┌─ The records
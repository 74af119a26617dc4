//! EventHub chat client
//!
//! Client-side connection manager for real-time chat channels, usable from
//! native (tokio) and browser (WASM) targets.

pub mod api_client;
pub mod config;
pub mod logging;
pub mod ws;

pub use api_client::{ApiClient, ApiResponse};
pub use config::{ClientConfig, ConfigError};
pub use eventhub_shared::{
    ApiError, ChannelIdentity, ChannelType, Envelope, EnvelopeError, EventKind, OutboundEvent,
};
pub use ws::{
    ChatSocket, CloseReason, ConnectionState, LifecycleEvent, LifecycleKind, ListenerId,
    NotificationSocket, ReconnectPolicy, Reconnector, StaticToken, TokenSource,
};
//! Cross-platform logging.
//!
//! The `log_*!` macros dispatch to the appropriate backend:
//! - Web: `web_sys::console`
//! - Native: the `tracing` crate, under the `eventhub_client` target

/// Severity of a log line.
#[derive(Debug, Clone, Copy, PartialEq, Eq)]
pub enum Level {
    Debug,
    Info,
    Warn,
    Error,
}

#[cfg(not(target_arch = "wasm32"))]
pub fn emit(level: Level, msg: &str) {
    match level {
        Level::Debug => tracing::debug!(target: "eventhub_client", "{}", msg),
        Level::Info => tracing::info!(target: "eventhub_client", "{}", msg),
        Level::Warn => tracing::warn!(target: "eventhub_client", "{}", msg),
        Level::Error => tracing::error!(target: "eventhub_client", "{}", msg),
    }
}

#[cfg(target_arch = "wasm32")]
pub fn emit(level: Level, msg: &str) {
    let msg = wasm_bindgen::JsValue::from_str(msg);
    match level {
        Level::Debug => web_sys::console::debug_1(&msg),
        Level::Info => web_sys::console::log_1(&msg),
        Level::Warn => web_sys::console::warn_1(&msg),
        Level::Error => web_sys::console::error_1(&msg),
    }
}

/// Install a `tracing` subscriber for native binaries.
///
/// `RUST_LOG` wins over `default_filter`. Calling this twice is harmless.
#[cfg(not(target_arch = "wasm32"))]
pub fn init(default_filter: &str) {
    use tracing_subscriber::EnvFilter;

    let filter =
        EnvFilter::try_from_default_env().unwrap_or_else(|_| EnvFilter::new(default_filter));
    let _ = tracing_subscriber::fmt().with_env_filter(filter).try_init();
}

/// Log an info message
#[macro_export]
macro_rules! log_info {
    ($($arg:tt)*) => {
        $crate::logging::emit($crate::logging::Level::Info, &format!($($arg)*))
    };
}

/// Log an error message
#[macro_export]
macro_rules! log_error {
    ($($arg:tt)*) => {
        $crate::logging::emit($crate::logging::Level::Error, &format!($($arg)*))
    };
}

/// Log a warning message
#[macro_export]
macro_rules! log_warn {
    ($($arg:tt)*) => {
        $crate::logging::emit($crate::logging::Level::Warn, &format!($($arg)*))
    };
}

/// Log a debug message
#[macro_export]
macro_rules! log_debug {
    ($($arg:tt)*) => {
        $crate::logging::emit($crate::logging::Level::Debug, &format!($($arg)*))
    };
}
└─
Problem description:
Set apart and copy each line of the records that holds the word "message".

Solution for this task:
/// Log an info message
/// Log an error message
/// Log a warning message
/// Log a debug message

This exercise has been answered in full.